Everything in the data below is left aside except the lines from the one containing "pub fn abandon(&mut" through the one containing "outside a run."; repeat those exactly.

----------------------------------------

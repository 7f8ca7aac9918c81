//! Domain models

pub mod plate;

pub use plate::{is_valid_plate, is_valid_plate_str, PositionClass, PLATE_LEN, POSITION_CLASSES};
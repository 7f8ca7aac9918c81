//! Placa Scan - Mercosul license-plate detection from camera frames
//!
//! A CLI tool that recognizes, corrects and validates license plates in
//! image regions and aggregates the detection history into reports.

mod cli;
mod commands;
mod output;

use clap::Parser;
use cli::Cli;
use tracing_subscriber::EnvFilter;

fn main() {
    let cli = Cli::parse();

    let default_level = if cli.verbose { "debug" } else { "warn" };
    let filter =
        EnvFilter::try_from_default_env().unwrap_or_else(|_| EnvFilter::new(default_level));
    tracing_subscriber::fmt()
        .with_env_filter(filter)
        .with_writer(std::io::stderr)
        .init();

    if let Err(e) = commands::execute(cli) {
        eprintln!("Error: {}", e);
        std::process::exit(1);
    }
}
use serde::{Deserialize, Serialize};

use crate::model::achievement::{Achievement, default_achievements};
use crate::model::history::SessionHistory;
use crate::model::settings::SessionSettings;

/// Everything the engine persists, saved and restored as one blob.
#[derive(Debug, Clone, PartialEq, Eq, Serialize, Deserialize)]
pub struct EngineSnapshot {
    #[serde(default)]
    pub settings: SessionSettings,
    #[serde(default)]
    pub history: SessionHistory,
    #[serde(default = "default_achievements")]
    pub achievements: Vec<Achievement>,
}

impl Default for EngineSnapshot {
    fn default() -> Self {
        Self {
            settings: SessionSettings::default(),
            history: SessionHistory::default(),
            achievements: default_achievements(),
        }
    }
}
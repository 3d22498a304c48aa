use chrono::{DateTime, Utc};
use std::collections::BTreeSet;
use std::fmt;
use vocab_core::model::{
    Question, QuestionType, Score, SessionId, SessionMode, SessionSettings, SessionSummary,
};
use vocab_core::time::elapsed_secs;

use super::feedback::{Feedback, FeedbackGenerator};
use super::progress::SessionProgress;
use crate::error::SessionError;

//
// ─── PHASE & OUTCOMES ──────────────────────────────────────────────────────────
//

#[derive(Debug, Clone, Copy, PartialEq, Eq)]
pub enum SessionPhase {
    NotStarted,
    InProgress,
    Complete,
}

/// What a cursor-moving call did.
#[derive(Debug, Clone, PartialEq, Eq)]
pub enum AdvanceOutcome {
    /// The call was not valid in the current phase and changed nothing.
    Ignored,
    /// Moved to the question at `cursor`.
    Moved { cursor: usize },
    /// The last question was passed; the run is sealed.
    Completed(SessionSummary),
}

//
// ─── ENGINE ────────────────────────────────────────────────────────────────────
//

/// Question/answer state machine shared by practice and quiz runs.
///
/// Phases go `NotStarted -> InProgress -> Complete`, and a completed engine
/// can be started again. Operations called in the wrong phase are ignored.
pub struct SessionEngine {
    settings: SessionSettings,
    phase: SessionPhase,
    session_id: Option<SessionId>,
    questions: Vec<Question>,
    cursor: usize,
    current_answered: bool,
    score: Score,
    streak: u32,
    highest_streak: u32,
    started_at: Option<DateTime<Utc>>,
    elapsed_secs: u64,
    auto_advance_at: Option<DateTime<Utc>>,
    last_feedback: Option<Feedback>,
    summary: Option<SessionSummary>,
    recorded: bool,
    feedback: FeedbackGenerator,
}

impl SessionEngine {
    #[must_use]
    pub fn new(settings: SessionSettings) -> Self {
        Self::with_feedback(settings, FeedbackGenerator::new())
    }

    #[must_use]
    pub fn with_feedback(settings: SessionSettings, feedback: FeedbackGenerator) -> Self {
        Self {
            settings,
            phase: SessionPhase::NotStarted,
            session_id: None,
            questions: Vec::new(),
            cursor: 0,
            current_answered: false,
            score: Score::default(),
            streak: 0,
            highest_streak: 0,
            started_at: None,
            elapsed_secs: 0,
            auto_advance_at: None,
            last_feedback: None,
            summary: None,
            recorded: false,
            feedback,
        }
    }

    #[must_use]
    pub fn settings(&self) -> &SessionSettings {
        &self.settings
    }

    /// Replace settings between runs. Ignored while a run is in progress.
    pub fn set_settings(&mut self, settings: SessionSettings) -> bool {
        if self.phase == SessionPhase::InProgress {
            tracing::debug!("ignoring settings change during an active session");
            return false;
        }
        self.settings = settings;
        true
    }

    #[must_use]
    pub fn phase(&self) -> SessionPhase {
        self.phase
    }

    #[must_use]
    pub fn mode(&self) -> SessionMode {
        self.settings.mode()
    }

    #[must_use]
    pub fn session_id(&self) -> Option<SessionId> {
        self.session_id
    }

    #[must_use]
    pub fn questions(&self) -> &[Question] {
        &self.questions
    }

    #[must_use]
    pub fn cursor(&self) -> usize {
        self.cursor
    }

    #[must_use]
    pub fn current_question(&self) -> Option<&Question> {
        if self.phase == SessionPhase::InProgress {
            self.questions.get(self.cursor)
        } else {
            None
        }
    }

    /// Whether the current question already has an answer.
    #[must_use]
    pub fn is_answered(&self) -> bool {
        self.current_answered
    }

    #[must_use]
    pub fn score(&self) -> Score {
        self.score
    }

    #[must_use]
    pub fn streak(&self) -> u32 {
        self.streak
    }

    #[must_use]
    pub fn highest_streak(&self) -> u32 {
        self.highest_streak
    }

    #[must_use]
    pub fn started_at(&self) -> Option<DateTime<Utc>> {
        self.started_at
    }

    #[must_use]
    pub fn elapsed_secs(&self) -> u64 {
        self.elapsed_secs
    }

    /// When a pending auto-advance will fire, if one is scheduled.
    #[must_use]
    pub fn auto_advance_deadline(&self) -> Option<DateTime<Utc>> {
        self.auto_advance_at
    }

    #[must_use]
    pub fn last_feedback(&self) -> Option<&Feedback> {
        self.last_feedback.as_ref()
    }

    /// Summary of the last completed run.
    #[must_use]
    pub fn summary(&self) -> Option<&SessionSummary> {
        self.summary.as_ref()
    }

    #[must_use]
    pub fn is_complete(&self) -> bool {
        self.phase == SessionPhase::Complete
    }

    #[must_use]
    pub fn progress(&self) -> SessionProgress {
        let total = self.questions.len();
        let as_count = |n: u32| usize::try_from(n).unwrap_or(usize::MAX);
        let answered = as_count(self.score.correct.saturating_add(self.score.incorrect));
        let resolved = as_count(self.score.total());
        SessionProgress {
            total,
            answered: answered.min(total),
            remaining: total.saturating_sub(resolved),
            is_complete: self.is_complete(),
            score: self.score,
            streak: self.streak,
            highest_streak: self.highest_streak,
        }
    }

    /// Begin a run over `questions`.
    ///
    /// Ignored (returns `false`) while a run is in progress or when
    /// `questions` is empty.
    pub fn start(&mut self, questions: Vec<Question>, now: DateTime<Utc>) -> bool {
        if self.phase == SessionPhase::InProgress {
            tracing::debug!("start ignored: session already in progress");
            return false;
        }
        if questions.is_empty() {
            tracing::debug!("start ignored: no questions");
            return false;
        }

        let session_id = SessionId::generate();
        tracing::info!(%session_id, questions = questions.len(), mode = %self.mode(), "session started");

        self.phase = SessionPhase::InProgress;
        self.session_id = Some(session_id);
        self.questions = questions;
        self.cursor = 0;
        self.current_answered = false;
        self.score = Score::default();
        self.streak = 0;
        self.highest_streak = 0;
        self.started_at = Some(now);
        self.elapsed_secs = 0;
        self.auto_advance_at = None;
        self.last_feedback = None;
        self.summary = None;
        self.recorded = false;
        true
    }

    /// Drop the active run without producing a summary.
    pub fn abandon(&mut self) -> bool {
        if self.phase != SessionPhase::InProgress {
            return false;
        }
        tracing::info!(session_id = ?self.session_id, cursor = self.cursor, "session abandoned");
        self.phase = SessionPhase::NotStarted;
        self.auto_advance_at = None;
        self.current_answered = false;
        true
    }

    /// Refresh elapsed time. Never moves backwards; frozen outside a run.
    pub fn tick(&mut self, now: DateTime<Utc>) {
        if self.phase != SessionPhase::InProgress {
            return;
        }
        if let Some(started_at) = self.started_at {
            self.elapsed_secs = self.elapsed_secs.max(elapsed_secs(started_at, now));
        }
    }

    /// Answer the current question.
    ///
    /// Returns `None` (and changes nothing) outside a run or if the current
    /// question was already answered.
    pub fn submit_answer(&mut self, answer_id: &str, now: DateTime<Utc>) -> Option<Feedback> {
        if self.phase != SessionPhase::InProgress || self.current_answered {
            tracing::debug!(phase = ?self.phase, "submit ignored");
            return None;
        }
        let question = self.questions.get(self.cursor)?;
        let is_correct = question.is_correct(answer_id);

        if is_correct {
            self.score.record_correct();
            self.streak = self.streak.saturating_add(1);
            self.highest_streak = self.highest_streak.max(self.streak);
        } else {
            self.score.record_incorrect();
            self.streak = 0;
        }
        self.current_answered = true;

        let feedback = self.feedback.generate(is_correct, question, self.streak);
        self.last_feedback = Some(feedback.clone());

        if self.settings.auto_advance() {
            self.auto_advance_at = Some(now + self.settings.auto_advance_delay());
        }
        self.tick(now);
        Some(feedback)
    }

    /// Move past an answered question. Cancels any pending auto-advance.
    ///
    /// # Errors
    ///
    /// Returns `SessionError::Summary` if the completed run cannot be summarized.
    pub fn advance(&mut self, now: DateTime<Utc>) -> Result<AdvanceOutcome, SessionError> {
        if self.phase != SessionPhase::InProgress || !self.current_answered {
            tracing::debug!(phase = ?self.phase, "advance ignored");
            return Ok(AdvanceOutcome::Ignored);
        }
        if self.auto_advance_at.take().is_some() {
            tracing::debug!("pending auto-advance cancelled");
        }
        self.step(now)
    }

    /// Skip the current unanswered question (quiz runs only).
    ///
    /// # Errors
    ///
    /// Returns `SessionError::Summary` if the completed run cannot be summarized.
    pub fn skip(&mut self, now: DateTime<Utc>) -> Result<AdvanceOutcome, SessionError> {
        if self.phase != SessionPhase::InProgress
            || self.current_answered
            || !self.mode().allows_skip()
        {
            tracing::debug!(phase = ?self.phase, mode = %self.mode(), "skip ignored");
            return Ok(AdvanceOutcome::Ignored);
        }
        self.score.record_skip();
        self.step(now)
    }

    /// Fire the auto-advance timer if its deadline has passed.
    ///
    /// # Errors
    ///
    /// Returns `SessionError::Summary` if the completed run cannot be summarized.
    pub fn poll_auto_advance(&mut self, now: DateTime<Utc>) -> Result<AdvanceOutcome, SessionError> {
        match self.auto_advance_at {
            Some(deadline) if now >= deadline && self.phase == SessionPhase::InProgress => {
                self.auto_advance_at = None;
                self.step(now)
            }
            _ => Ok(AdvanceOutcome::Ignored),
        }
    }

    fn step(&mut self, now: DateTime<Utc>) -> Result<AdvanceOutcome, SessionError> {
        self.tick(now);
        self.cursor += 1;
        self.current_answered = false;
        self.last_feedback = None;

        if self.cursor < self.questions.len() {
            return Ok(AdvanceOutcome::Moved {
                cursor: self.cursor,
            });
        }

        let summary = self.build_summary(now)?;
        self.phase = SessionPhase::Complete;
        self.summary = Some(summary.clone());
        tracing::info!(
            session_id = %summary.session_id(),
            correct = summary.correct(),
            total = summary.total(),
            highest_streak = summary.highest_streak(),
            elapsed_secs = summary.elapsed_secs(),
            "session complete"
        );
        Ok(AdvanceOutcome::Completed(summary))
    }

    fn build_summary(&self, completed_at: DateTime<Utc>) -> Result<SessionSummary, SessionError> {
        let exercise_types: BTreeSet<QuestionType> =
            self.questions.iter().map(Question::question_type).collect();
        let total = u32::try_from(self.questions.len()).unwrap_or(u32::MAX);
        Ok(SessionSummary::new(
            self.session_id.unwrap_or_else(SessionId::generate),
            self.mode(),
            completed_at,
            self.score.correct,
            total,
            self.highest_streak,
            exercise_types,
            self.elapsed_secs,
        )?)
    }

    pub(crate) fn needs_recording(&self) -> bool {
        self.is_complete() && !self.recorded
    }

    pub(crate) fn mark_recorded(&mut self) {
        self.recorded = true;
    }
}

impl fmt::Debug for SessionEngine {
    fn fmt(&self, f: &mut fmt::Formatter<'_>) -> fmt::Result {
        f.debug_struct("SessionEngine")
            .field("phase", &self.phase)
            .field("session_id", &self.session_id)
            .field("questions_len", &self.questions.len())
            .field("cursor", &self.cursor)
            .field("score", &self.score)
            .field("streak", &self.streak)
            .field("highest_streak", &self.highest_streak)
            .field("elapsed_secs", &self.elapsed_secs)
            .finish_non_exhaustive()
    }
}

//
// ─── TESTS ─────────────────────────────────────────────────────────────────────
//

----------------------------------------

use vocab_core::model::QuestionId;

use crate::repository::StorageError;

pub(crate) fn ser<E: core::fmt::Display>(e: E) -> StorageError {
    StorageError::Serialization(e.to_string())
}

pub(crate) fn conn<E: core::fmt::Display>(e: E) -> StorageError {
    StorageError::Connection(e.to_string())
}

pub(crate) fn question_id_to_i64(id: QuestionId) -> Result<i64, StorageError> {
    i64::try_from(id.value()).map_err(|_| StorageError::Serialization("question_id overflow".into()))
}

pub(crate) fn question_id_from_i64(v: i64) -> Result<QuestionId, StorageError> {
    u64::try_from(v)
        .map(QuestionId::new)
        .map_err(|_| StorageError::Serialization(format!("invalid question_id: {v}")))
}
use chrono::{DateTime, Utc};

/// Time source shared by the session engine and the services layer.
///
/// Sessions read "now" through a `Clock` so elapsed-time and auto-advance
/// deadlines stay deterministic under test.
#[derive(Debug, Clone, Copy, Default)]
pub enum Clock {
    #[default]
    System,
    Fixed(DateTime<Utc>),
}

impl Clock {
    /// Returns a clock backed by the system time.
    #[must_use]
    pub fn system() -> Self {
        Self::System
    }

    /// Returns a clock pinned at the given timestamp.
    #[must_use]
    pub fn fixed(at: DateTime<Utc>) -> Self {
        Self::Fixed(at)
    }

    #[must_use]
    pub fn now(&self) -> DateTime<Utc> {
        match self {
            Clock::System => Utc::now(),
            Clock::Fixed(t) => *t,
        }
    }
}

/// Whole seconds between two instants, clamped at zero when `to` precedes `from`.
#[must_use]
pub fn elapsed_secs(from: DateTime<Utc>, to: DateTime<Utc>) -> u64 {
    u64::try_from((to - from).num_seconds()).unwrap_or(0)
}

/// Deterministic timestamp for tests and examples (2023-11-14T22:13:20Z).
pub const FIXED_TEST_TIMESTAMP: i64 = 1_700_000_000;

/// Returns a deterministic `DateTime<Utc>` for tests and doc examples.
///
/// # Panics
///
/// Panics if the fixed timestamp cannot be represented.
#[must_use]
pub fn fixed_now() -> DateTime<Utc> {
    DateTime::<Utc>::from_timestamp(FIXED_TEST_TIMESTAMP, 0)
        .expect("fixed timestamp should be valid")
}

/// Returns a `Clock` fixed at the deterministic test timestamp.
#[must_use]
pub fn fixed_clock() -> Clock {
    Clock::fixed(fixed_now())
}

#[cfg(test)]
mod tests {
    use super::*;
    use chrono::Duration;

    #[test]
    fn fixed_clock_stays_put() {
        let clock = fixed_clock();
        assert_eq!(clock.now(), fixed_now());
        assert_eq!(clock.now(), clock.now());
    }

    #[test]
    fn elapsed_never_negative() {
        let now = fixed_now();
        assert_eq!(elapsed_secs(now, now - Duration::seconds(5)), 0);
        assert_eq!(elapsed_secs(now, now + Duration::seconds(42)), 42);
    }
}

----------------------------------------

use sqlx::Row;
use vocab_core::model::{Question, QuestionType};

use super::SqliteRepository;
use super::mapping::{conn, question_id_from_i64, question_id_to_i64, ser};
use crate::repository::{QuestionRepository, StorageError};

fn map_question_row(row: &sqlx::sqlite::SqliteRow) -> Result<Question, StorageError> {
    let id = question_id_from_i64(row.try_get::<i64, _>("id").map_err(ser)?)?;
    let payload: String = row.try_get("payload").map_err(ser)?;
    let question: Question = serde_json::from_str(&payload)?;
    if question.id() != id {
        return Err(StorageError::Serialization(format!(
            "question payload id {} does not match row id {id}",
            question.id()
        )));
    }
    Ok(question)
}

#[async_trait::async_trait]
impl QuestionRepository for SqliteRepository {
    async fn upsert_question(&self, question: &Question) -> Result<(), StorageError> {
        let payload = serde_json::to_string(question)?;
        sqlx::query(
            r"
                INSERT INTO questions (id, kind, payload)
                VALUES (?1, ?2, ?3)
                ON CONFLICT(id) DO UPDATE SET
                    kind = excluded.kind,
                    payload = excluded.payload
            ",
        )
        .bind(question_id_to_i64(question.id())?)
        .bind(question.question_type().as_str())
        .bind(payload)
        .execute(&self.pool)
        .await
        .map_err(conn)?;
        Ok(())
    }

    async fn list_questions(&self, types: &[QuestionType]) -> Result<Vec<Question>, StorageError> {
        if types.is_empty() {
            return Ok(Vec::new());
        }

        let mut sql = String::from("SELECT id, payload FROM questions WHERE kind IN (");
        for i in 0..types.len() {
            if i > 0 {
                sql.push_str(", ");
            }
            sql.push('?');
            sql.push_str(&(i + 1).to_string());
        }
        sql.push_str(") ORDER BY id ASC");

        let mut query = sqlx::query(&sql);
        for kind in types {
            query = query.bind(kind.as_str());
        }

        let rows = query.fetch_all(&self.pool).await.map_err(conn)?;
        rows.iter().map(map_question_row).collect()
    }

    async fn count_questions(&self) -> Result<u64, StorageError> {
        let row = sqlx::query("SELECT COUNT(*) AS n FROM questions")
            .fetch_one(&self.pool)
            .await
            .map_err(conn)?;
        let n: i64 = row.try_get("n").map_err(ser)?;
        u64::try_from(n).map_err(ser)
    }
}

----------------------------------------

◆ ANSWER SPACE ◆
    pub fn abandon(&mut self) -> bool {
        if self.phase != SessionPhase::InProgress {
            return false;
        }
        tracing::info!(session_id = ?self.session_id, cursor = self.cursor, "session abandoned");
        self.phase = SessionPhase::NotStarted;
        self.auto_advance_at = None;
        self.current_answered = false;
        true
    }

    /// Refresh elapsed time. Never moves backwards; frozen outside a run.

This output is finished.